**DESCRIPTION OF THE TASK:** Identify, in the records below, every line where the string "crates" appears, and copy each such line.

Stored data:
****************
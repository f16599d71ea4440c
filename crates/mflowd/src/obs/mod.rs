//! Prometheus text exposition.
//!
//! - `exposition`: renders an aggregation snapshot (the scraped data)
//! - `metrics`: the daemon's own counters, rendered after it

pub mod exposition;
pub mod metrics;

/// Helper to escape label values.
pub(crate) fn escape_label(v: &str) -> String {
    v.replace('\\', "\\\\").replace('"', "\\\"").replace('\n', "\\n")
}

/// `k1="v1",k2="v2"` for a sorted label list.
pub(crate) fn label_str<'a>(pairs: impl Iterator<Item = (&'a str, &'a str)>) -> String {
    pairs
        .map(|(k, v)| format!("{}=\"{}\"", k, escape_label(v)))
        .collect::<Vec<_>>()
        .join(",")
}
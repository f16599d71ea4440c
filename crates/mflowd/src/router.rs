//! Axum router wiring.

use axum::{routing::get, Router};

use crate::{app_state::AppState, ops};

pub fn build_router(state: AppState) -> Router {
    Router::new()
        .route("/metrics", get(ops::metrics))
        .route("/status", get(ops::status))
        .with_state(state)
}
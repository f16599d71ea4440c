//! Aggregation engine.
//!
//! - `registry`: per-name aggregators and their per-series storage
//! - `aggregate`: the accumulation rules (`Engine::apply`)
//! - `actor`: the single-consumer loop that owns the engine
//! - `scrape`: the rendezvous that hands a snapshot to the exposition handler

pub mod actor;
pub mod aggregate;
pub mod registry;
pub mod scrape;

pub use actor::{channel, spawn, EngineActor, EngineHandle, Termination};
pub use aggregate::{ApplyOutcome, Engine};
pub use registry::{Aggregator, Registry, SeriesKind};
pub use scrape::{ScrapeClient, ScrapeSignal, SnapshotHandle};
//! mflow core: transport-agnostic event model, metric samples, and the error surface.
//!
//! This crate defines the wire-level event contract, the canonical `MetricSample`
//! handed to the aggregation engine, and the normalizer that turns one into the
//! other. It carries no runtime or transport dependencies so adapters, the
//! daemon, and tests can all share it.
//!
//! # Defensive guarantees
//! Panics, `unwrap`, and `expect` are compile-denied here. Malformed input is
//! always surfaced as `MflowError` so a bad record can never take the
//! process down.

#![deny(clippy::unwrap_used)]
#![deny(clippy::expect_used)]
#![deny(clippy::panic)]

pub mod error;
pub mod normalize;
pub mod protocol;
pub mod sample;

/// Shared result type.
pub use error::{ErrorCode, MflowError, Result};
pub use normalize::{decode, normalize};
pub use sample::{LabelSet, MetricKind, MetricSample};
****************
**REPLY TO THE TASK:**
filename crates/mflowd/src/obs/mod.rs
filename crates/mflowd/src/router.rs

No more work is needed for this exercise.